The Rajputana Rifles is the oldest rifle regiment of the Indian Army. It was originally a part of the British Indian Army, when six previously existing regiments were amalgamated to form six battalions of the 6th Rajputana Rifles. In 1945, the numeral designation was dropped from the title and in 1947 the regiment was transferred to the newly independent Indian Army.
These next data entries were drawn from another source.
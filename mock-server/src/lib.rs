//! In-memory mock of the schema registry REST API (v3), served under
//! [`API_PREFIX`]. Used by the client's integration tests.

use std::sync::Arc;

use axum::Router;
use tokio::{net::TcpListener, sync::RwLock};
use tower_http::trace::TraceLayer;

mod error;
mod model;
mod routes;
mod store;

pub use error::Problem;
pub use routes::ARTIFACT_TYPE_HEADER;
pub use store::{content_hash, Registry, LATEST};

pub const API_PREFIX: &str = "/apis/registry/v3";

pub type Db = Arc<RwLock<Registry>>;

/// Server behaviour switches.
#[derive(Debug, Clone, Copy)]
pub struct Options {
    /// When false, deleting artifacts or versions answers 405.
    pub deletion_enabled: bool,
}

impl Default for Options {
    fn default() -> Self {
        Self {
            deletion_enabled: true,
        }
    }
}

#[derive(Clone)]
pub struct AppState {
    pub db: Db,
    pub options: Options,
}

impl AppState {
    fn check_deletion(&self) -> Result<(), Problem> {
        if self.options.deletion_enabled {
            Ok(())
        } else {
            Err(Problem::method_not_allowed("Artifact deletion operation is not enabled."))
        }
    }
}

pub fn app() -> Router {
    app_with(Options::default())
}

pub fn app_with(options: Options) -> Router {
    let state = AppState {
        db: Arc::new(RwLock::new(Registry::default())),
        options,
    };
    Router::new()
        .nest(API_PREFIX, routes::api())
        .fallback(routes::not_found)
        .layer(TraceLayer::new_for_http())
        .with_state(state)
}

pub async fn run(listener: TcpListener) -> Result<(), std::io::Error> {
    run_with(listener, Options::default()).await
}

pub async fn run_with(listener: TcpListener, options: Options) -> Result<(), std::io::Error> {
    axum::serve(listener, app_with(options)).await
}
//! Client configuration.

use std::time::Duration;

use crate::error::{RegistryError, Result};

pub const DEFAULT_BASE_URL: &str = "http://localhost:8080/apis/registry/v3";
pub const DEFAULT_TIMEOUT: Duration = Duration::from_secs(30);

pub const ENV_BASE_URL: &str = "APICURIO_BASE_URL";
pub const ENV_AUTH_HEADER: &str = "APICURIO_AUTH_HEADER";
pub const ENV_TIMEOUT_SECS: &str = "APICURIO_TIMEOUT_SECS";

#[derive(Debug, Clone, PartialEq, Eq)]
pub struct ClientConfig {
    /// Registry API root, e.g. `http://host:8080/apis/registry/v3`.
    pub base_url: String,
    /// Sent verbatim as the `Authorization` header on every request.
    pub auth_header: Option<String>,
    /// End-to-end bound on each call, enforced by the default transport.
    pub timeout: Duration,
}

impl Default for ClientConfig {
    fn default() -> Self {
        Self {
            base_url: DEFAULT_BASE_URL.to_string(),
            auth_header: None,
            timeout: DEFAULT_TIMEOUT,
        }
    }
}

impl ClientConfig {
    pub fn new(base_url: impl Into<String>) -> Self {
        Self {
            base_url: base_url.into(),
            ..Self::default()
        }
    }

    /// Read `APICURIO_BASE_URL`, `APICURIO_AUTH_HEADER` and
    /// `APICURIO_TIMEOUT_SECS`, falling back to defaults for unset variables.
    pub fn from_env() -> Result<Self> {
        Self::from_lookup(|key| std::env::var(key).ok())
    }

    fn from_lookup(lookup: impl Fn(&str) -> Option<String>) -> Result<Self> {
        let mut config = Self::default();
        if let Some(base_url) = lookup(ENV_BASE_URL).filter(|v| !v.is_empty()) {
            config.base_url = base_url;
        }
        config.auth_header = lookup(ENV_AUTH_HEADER).filter(|v| !v.is_empty());
        if let Some(raw) = lookup(ENV_TIMEOUT_SECS) {
            let secs: u64 = raw.trim().parse().map_err(|e| RegistryError::Config {
                key: ENV_TIMEOUT_SECS,
                message: format!("{raw:?} is not a number of seconds: {e}"),
            })?;
            config.timeout = Duration::from_secs(secs);
        }
        Ok(config)
    }
}
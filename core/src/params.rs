//! Optional query parameters, one struct per operation family.
//!
//! Every scalar field is an `Option`: `None` omits the key, while `Some(0)`,
//! `Some(false)` or `Some("")` are sent as given. Label filters are sent as a
//! single comma-joined value when the list is non-empty.

use crate::query::{QueryParams, ToQuery};
use crate::types::{ArtifactType, HandleReferences, IfExists, Order, OrderBy, RefType, State};

/// Filters for `GET /search/artifacts`.
#[derive(Debug, Clone, Default, PartialEq, Eq)]
pub struct SearchArtifactsParams {
    pub name: Option<String>,
    pub offset: Option<u32>,
    /// Server default: 20.
    pub limit: Option<u32>,
    pub order: Option<Order>,
    pub order_by: Option<OrderBy>,
    /// `key` or `key:value` label filters.
    pub labels: Vec<String>,
    pub description: Option<String>,
    pub group_id: Option<String>,
    pub global_id: Option<i64>,
    pub content_id: Option<i64>,
    pub artifact_id: Option<String>,
    pub artifact_type: Option<ArtifactType>,
}

impl ToQuery for SearchArtifactsParams {
    fn to_query(&self) -> QueryParams {
        let mut query = QueryParams::new();
        query.push_opt("name", self.name.as_ref());
        query.push_opt("offset", self.offset);
        query.push_opt("limit", self.limit);
        query.push_opt("order", self.order);
        query.push_opt("orderby", self.order_by);
        query.push_list("labels", &self.labels);
        query.push_opt("description", self.description.as_ref());
        query.push_opt("groupId", self.group_id.as_ref());
        query.push_opt("globalId", self.global_id);
        query.push_opt("contentId", self.content_id);
        query.push_opt("artifactId", self.artifact_id.as_ref());
        query.push_opt("artifactType", self.artifact_type);
        query
    }
}

/// Filters for `POST /search/artifacts`.
#[derive(Debug, Clone, Default, PartialEq, Eq)]
pub struct SearchArtifactsByContentParams {
    /// Canonicalize the posted content before matching.
    pub canonical: Option<bool>,
    pub artifact_type: Option<ArtifactType>,
    pub group_id: Option<String>,
    pub offset: Option<u32>,
    pub limit: Option<u32>,
    pub order: Option<Order>,
    pub order_by: Option<OrderBy>,
}

impl ToQuery for SearchArtifactsByContentParams {
    fn to_query(&self) -> QueryParams {
        let mut query = QueryParams::new();
        query.push_opt("canonical", self.canonical);
        query.push_opt("artifactType", self.artifact_type);
        query.push_opt("groupId", self.group_id.as_ref());
        query.push_opt("offset", self.offset);
        query.push_opt("limit", self.limit);
        query.push_opt("order", self.order);
        query.push_opt("orderby", self.order_by);
        query
    }
}

/// Options for `POST /groups/{groupId}/artifacts`.
#[derive(Debug, Clone, Default, PartialEq, Eq)]
pub struct CreateArtifactParams {
    pub if_exists: Option<IfExists>,
    /// Canonicalize content when looking for an existing version.
    pub canonical: Option<bool>,
    /// Run the checks without persisting anything.
    pub dry_run: Option<bool>,
}

impl ToQuery for CreateArtifactParams {
    fn to_query(&self) -> QueryParams {
        let mut query = QueryParams::new();
        query.push_opt("ifExists", self.if_exists);
        query.push_opt("canonical", self.canonical);
        query.push_opt("dryRun", self.dry_run);
        query
    }
}

#[derive(Debug, Clone, Default, PartialEq, Eq)]
pub struct ListArtifactReferencesByGlobalIdParams {
    pub ref_type: Option<RefType>,
}

impl ToQuery for ListArtifactReferencesByGlobalIdParams {
    fn to_query(&self) -> QueryParams {
        let mut query = QueryParams::new();
        query.push_opt("refType", self.ref_type);
        query
    }
}

/// Paging and sorting for group listings and version listings.
#[derive(Debug, Clone, Default, PartialEq, Eq)]
pub struct ListArtifactsInGroupParams {
    pub limit: Option<u32>,
    pub offset: Option<u32>,
    pub order: Option<Order>,
    pub order_by: Option<OrderBy>,
}

impl ToQuery for ListArtifactsInGroupParams {
    fn to_query(&self) -> QueryParams {
        let mut query = QueryParams::new();
        query.push_opt("limit", self.limit);
        query.push_opt("offset", self.offset);
        query.push_opt("order", self.order);
        query.push_opt("orderby", self.order_by);
        query
    }
}

#[derive(Debug, Clone, Default, PartialEq, Eq)]
pub struct ArtifactVersionReferencesParams {
    pub ref_type: Option<RefType>,
}

impl ToQuery for ArtifactVersionReferencesParams {
    fn to_query(&self) -> QueryParams {
        let mut query = QueryParams::new();
        query.push_opt("refType", self.ref_type);
        query
    }
}

/// Reference handling when fetching content.
#[derive(Debug, Clone, Default, PartialEq, Eq)]
pub struct ArtifactReferenceParams {
    pub handle_references: Option<HandleReferences>,
}

impl ToQuery for ArtifactReferenceParams {
    fn to_query(&self) -> QueryParams {
        let mut query = QueryParams::new();
        query.push_opt("references", self.handle_references);
        query
    }
}

/// Filters for `GET /search/versions`.
#[derive(Debug, Clone, Default, PartialEq, Eq)]
pub struct SearchVersionParams {
    pub version: Option<String>,
    pub offset: Option<u32>,
    pub limit: Option<u32>,
    pub order: Option<Order>,
    pub order_by: Option<OrderBy>,
    pub labels: Vec<String>,
    pub description: Option<String>,
    pub group_id: Option<String>,
    pub global_id: Option<i64>,
    pub content_id: Option<i64>,
    pub artifact_id: Option<String>,
    pub name: Option<String>,
    pub state: Option<State>,
    pub artifact_type: Option<ArtifactType>,
}

impl ToQuery for SearchVersionParams {
    fn to_query(&self) -> QueryParams {
        let mut query = QueryParams::new();
        query.push_opt("version", self.version.as_ref());
        query.push_opt("offset", self.offset);
        query.push_opt("limit", self.limit);
        query.push_opt("order", self.order);
        query.push_opt("orderby", self.order_by);
        query.push_list("labels", &self.labels);
        query.push_opt("description", self.description.as_ref());
        query.push_opt("groupId", self.group_id.as_ref());
        query.push_opt("globalId", self.global_id);
        query.push_opt("contentId", self.content_id);
        query.push_opt("artifactId", self.artifact_id.as_ref());
        query.push_opt("name", self.name.as_ref());
        query.push_opt("state", self.state);
        query.push_opt("artifactType", self.artifact_type);
        query
    }
}

/// Filters for `POST /search/versions`.
#[derive(Debug, Clone, Default, PartialEq, Eq)]
pub struct SearchVersionByContentParams {
    pub canonical: Option<bool>,
    pub artifact_type: Option<ArtifactType>,
    pub offset: Option<u32>,
    pub limit: Option<u32>,
    pub order: Option<Order>,
    pub order_by: Option<OrderBy>,
    pub group_id: Option<String>,
    pub artifact_id: Option<String>,
}

impl ToQuery for SearchVersionByContentParams {
    fn to_query(&self) -> QueryParams {
        let mut query = QueryParams::new();
        query.push_opt("canonical", self.canonical);
        query.push_opt("artifactType", self.artifact_type);
        query.push_opt("offset", self.offset);
        query.push_opt("limit", self.limit);
        query.push_opt("order", self.order);
        query.push_opt("orderby", self.order_by);
        query.push_opt("groupId", self.group_id.as_ref());
        query.push_opt("artifactId", self.artifact_id.as_ref());
        query
    }
}

#[cfg(test)]
mod tests {
    use super::*;

    #[test]
    fn default_params_render_no_keys() {
        assert!(SearchArtifactsParams::default().to_query().is_empty());
        assert!(SearchVersionParams::default().to_query().is_empty());
        assert!(CreateArtifactParams::default().to_query().is_empty());
        assert!(None::<ListArtifactsInGroupParams>.to_query().is_empty());
    }

    #[test]
    fn search_artifacts_uses_stable_key_names() {
        let params = SearchArtifactsParams {
            name: Some("orders".to_string()),
            limit: Some(5),
            order: Some(Order::Desc),
            order_by: Some(OrderBy::CreatedOn),
            labels: vec!["env:prod".to_string(), "team".to_string()],
            global_id: Some(42),
            artifact_type: Some(ArtifactType::Avro),
            ..Default::default()
        };
        let query = params.to_query();
        assert_eq!(
            query.encode(),
            "name=orders&limit=5&order=desc&orderby=createdOn&labels=env%3Aprod%2Cteam&globalId=42&artifactType=AVRO"
        );
    }

    #[test]
    fn explicit_zero_values_are_sent() {
        let params = SearchVersionByContentParams {
            canonical: Some(false),
            offset: Some(0),
            ..Default::default()
        };
        let query = params.to_query();
        assert_eq!(query.get("canonical"), Some("false"));
        assert_eq!(query.get("offset"), Some("0"));
        assert_eq!(query.len(), 2);
    }

    #[test]
    fn create_artifact_params_render_flags() {
        let params = CreateArtifactParams {
            if_exists: Some(IfExists::FindOrCreateVersion),
            canonical: Some(true),
            dry_run: Some(true),
        };
        assert_eq!(
            params.to_query().encode(),
            "ifExists=FIND_OR_CREATE_VERSION&canonical=true&dryRun=true"
        );
    }

    #[test]
    fn reference_params_use_their_keys() {
        let refs = ArtifactVersionReferencesParams {
            ref_type: Some(RefType::Inbound),
        };
        assert_eq!(refs.to_query().get("refType"), Some("INBOUND"));

        let handling = ArtifactReferenceParams {
            handle_references: Some(HandleReferences::Dereference),
        };
        assert_eq!(handling.to_query().get("references"), Some("DEREFERENCE"));
    }

    #[test]
    fn search_versions_includes_state() {
        let params = SearchVersionParams {
            artifact_id: Some("orders".to_string()),
            state: Some(State::Deprecated),
            ..Default::default()
        };
        let query = params.to_query();
        assert_eq!(query.get("artifactId"), Some("orders"));
        assert_eq!(query.get("state"), Some("DEPRECATED"));
    }
}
Since independence, the regiment has been involved in a number of conflicts against Pakistan, as well as contributing to the Custodian Force (India) in Korea under the aegis of the United Nations in 1953–54 and to the UN Mission to the Congo in 1962. As a rifle regiment, it uses a bugle horn as its insignia, the same as the British Light Division, but unlike its British counterparts, the Rajputana Rifles march at the same march pace used in the Indian Army as a whole.

Etymology

The name Rajputana Rifles is derived from northwest, and the word Rajputana , a historic region in northwest India that is roughly coextensive with the modern Indian state of Rajasthan, as well as small sections of Madhya Pradesh and Gujarat. It is based on the word Rajaputra, meaning "son of a king, which came in 6th century.  The name Rajputana means "land of the Rajputs". The Aravalli Range crosses the southern part of the region from northeast to southwest. The northwestern part is largely the Thar desert, but to the southeast, the land is extremely fertile. Rajput power rose here between the 6th and 13th centuries, and the princes resisted the early Muslim incursions, which began in the 11th century. Rajput power reached its peak in the early 15th century, but the area fell to the Mughals when Akbar captured the Chittor Fort in 1568. But the Rajputana was safe due to mutual understanding with mughals.From their seat at Ajmer the Mughals ruled Rajputana until the early 18th century. The Marathas held feudatories in the region from c. 1750 to 1818, when it passed to Great Britain. When Britishers came Rajputs did treaty.The Rajput princely states came under British protection by treaties in the early 19th century; most of the area was formed into Rajasthan state in 1948. Under the British, Rajputana included more than 20 princely states, notably Bikaner, Jaipur, Jodhpur, Udaipur, and Ajmer. The internal autonomy of many of the states was guaranteed.

Recruitment
The Rajputana Rifles is a fixed class regiment with equal proportions of Jats  and Rajputs.

Lineage
The regiment's origins lie in the 18th century when the East India Company (HEIC) recruited Rajputs to protect its operations. The impressive performance of French local units which were composed of local recruits mixed with French officers, helped the HEIC to decide that it needed to do something similar. In January 1775, it raised its first local infantry units which included the 5th Battalion, Bombay Sepoys, which is considered to be the oldest rifle regiment of the Indian Army. The 5th Battalion was successively redesignated as 9th Battalion Bombay Sepoys in 1778; 2nd Battalion, 2nd Regiment of Bombay Native Infantry in 1796; 4th Regiment of Bombay Native Infantry in 1824, and then 4th Regiment Native Infantry (Rifle Corps) in 1881. It thus became the first rifle regiment of the British Indian Army. In 1899 the battalion was once more renamed as 4th Regiment (1st Battalion Rifle Corps) Bombay Infantry and again in 1901 as 4th Bombay Rifles.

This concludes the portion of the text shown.